Successivamente, il d.lgs. 35/2017, con il quale è stata recepita la direttiva 2014/26/UE, ha disposto, all’art. 4, per quanto qui interessa, che i titolari dei diritti possono affidare a un organismo di gestione collettiva o a un’entità di gestione indipendente di loro scelta la gestione dei loro diritti indipendentemente dallo Stato membro di nazionalità, residenza o stabilimento dell’organismo di gestione collettiva, dell’entità di gestione indipendente o del titolare dei diritti.

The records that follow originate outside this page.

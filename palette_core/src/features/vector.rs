//! Feature vector layouts: descriptor ‖ physical ‖ seed.

use std::ops::Range;

use rand::Rng;
use serde::{Deserialize, Serialize};

use super::descriptor::DESCRIPTOR_DIM;
use super::physical::{PhysicalFeatures, PHYSICAL_DIM};
use crate::error::{PaletteError, PaletteResult};

/// Length of the per-sample random seed
pub const SEED_DIM: usize = 5;
/// Length of the enhanced feature vector
pub const ENHANCED_DIM: usize = DESCRIPTOR_DIM + PHYSICAL_DIM + SEED_DIM;

/// Five uniform [0, 1) draws feeding the palette jitter.
#[derive(Debug, Clone, Copy, PartialEq, Serialize, Deserialize)]
pub struct RandomSeed(pub [f32; SEED_DIM]);

impl RandomSeed {
    pub fn generate<R: Rng + ?Sized>(rng: &mut R) -> Self {
        Self(std::array::from_fn(|_| rng.gen::<f32>()))
    }
}

/// Shape of the network input.
#[derive(Debug, Clone, Copy, PartialEq, Eq, Serialize, Deserialize)]
#[serde(rename_all = "snake_case")]
pub enum FeatureLayout {
    /// 128 descriptor values
    DescriptorOnly,
    /// 128 descriptor + 15 physical + 5 seed values
    Enhanced,
}

impl FeatureLayout {
    pub fn dim(&self) -> usize {
        match self {
            FeatureLayout::DescriptorOnly => DESCRIPTOR_DIM,
            FeatureLayout::Enhanced => ENHANCED_DIM,
        }
    }

    pub fn from_dim(dim: usize) -> Option<Self> {
        match dim {
            DESCRIPTOR_DIM => Some(FeatureLayout::DescriptorOnly),
            ENHANCED_DIM => Some(FeatureLayout::Enhanced),
            _ => None,
        }
    }

    pub fn descriptor_range(&self) -> Range<usize> {
        0..DESCRIPTOR_DIM
    }

    pub fn physical_range(&self) -> Option<Range<usize>> {
        match self {
            FeatureLayout::DescriptorOnly => None,
            FeatureLayout::Enhanced => Some(DESCRIPTOR_DIM..DESCRIPTOR_DIM + PHYSICAL_DIM),
        }
    }

    pub fn seed_range(&self) -> Option<Range<usize>> {
        match self {
            FeatureLayout::DescriptorOnly => None,
            FeatureLayout::Enhanced => Some(DESCRIPTOR_DIM + PHYSICAL_DIM..ENHANCED_DIM),
        }
    }
}

/// Physical traits and random seed; the two extra parts of the enhanced layout.
#[derive(Debug, Clone, Copy, PartialEq, Serialize, Deserialize)]
pub struct EnhancedFeatures {
    pub physical: PhysicalFeatures,
    pub seed: RandomSeed,
}

/// A structured feature vector. `enhanced` is present exactly for the
/// enhanced layout.
#[derive(Debug, Clone, PartialEq, Serialize, Deserialize)]
pub struct FeatureVector {
    pub descriptor: Vec<f32>,
    pub enhanced: Option<EnhancedFeatures>,
}

impl FeatureVector {
    pub fn layout(&self) -> FeatureLayout {
        match self.enhanced {
            Some(_) => FeatureLayout::Enhanced,
            None => FeatureLayout::DescriptorOnly,
        }
    }

    pub fn physical(&self) -> Option<&PhysicalFeatures> {
        self.enhanced.as_ref().map(|parts| &parts.physical)
    }

    pub fn seed(&self) -> Option<&RandomSeed> {
        self.enhanced.as_ref().map(|parts| &parts.seed)
    }

    /// Concatenate the parts in layout order.
    pub fn to_flat(&self) -> Vec<f32> {
        let mut flat = Vec::with_capacity(self.layout().dim());
        flat.extend_from_slice(&self.descriptor);
        if let Some(EnhancedFeatures { physical, seed }) = &self.enhanced {
            flat.extend_from_slice(&physical.to_array());
            flat.extend_from_slice(&seed.0);
        }
        flat
    }

    /// Split a flat row back into its parts.
    pub fn from_flat(values: &[f32]) -> PaletteResult<Self> {
        let layout = FeatureLayout::from_dim(values.len()).ok_or_else(|| {
            PaletteError::dimension_mismatch(ENHANCED_DIM, values.len(), "feature vector")
        })?;

        let descriptor = values[layout.descriptor_range()].to_vec();
        let enhanced = match (layout.physical_range(), layout.seed_range()) {
            (Some(physical), Some(seed_range)) => {
                let mut seed = [0.0; SEED_DIM];
                seed.copy_from_slice(&values[seed_range]);
                Some(EnhancedFeatures {
                    physical: PhysicalFeatures::from_slice(&values[physical])?,
                    seed: RandomSeed(seed),
                })
            }
            _ => None,
        };

        Ok(Self {
            descriptor,
            enhanced,
        })
    }
}
//! Performance benchmarks for dataset generation, augmentation and loss
//!
//! Run with: cargo bench --bench generation_benchmarks

use criterion::{black_box, criterion_group, criterion_main, BenchmarkId, Criterion};
use face_palette_core::{
    AugmentationConfig, Augmenter, DatasetBuilder, DiversityLoss, EmotionColorMapping,
    PaletteLoss, Variant,
};
use rand::rngs::StdRng;
use rand::SeedableRng;

fn bench_build(c: &mut Criterion) {
    let mapping = EmotionColorMapping::builtin().unwrap();
    let mut group = c.benchmark_group("dataset_build");

    for samples in [10, 40, 160].iter() {
        for variant in [Variant::Basic, Variant::Enhanced] {
            group.bench_with_input(
                BenchmarkId::new(variant.as_str(), samples),
                samples,
                |b, &samples| {
                    let builder = DatasetBuilder::new(variant, samples);
                    b.iter(|| {
                        let mut rng = StdRng::seed_from_u64(42);
                        black_box(builder.build(&mapping, &mut rng).unwrap());
                    });
                },
            );
        }
    }

    group.finish();
}

fn bench_augment(c: &mut Criterion) {
    let mapping = EmotionColorMapping::builtin().unwrap();
    let base = DatasetBuilder::new(Variant::Enhanced, 40)
        .build(&mapping, &mut StdRng::seed_from_u64(42))
        .unwrap();
    let augmenter = Augmenter::new(AugmentationConfig::default()).unwrap();

    c.bench_function("augment_280x5", |b| {
        b.iter(|| {
            let mut rng = StdRng::seed_from_u64(7);
            black_box(augmenter.augment(&base, &mut rng).unwrap());
        });
    });
}

fn bench_loss(c: &mut Criterion) {
    let mapping = EmotionColorMapping::builtin().unwrap();
    let dataset = DatasetBuilder::new(Variant::Enhanced, 10)
        .build(&mapping, &mut StdRng::seed_from_u64(1))
        .unwrap();
    let (_, y) = dataset.to_arrays().unwrap();
    let prediction = y.mapv(|v| (v * 0.8 + 0.1).min(1.0));
    let loss = DiversityLoss::enhanced();

    let mut group = c.benchmark_group("diversity_loss");
    group.bench_function("value", |b| {
        b.iter(|| black_box(loss.loss(y.view(), prediction.view()).unwrap()));
    });
    group.bench_function("with_gradients", |b| {
        b.iter(|| black_box(loss.loss_with_gradients(y.view(), prediction.view()).unwrap()));
    });
    group.finish();
}

criterion_group!(benches, bench_build, bench_augment, bench_loss);
criterion_main!(benches);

      In base all’art. 2 dello stesso d.lgs. 35/2017, si intende:

-  per organismo di gestione collettiva, un soggetto che, come finalità unica o principale, gestisce diritti d’autore o diritti connessi per conto di più di un titolare di tali diritti, a vantaggio collettivo di costoro, e che è detenuto o controllato dai propri membri, e/o non persegue fini di lucro. In tale definizione è inclusa esplicitamente la SIAE;

-  per entità di gestione indipendente, un soggetto che ha – come uniche o principali – le medesime finalità dell’organismo di gestione collettiva ma che, a differenza di questo, non è detenuto né controllato, direttamente o indirettamente, integralmente o in parte, dai titolari dei diritti, e persegue fini di lucro.

[66]   Le risorse sono allocate sui capp. 1441, 1442 e 7305 dello stato di previsione del Mibact e, in base al DM 30 dicembre 2019, di riparto in capitoli, per il 2020 sono pari, complessivamente, a € 1.395.342.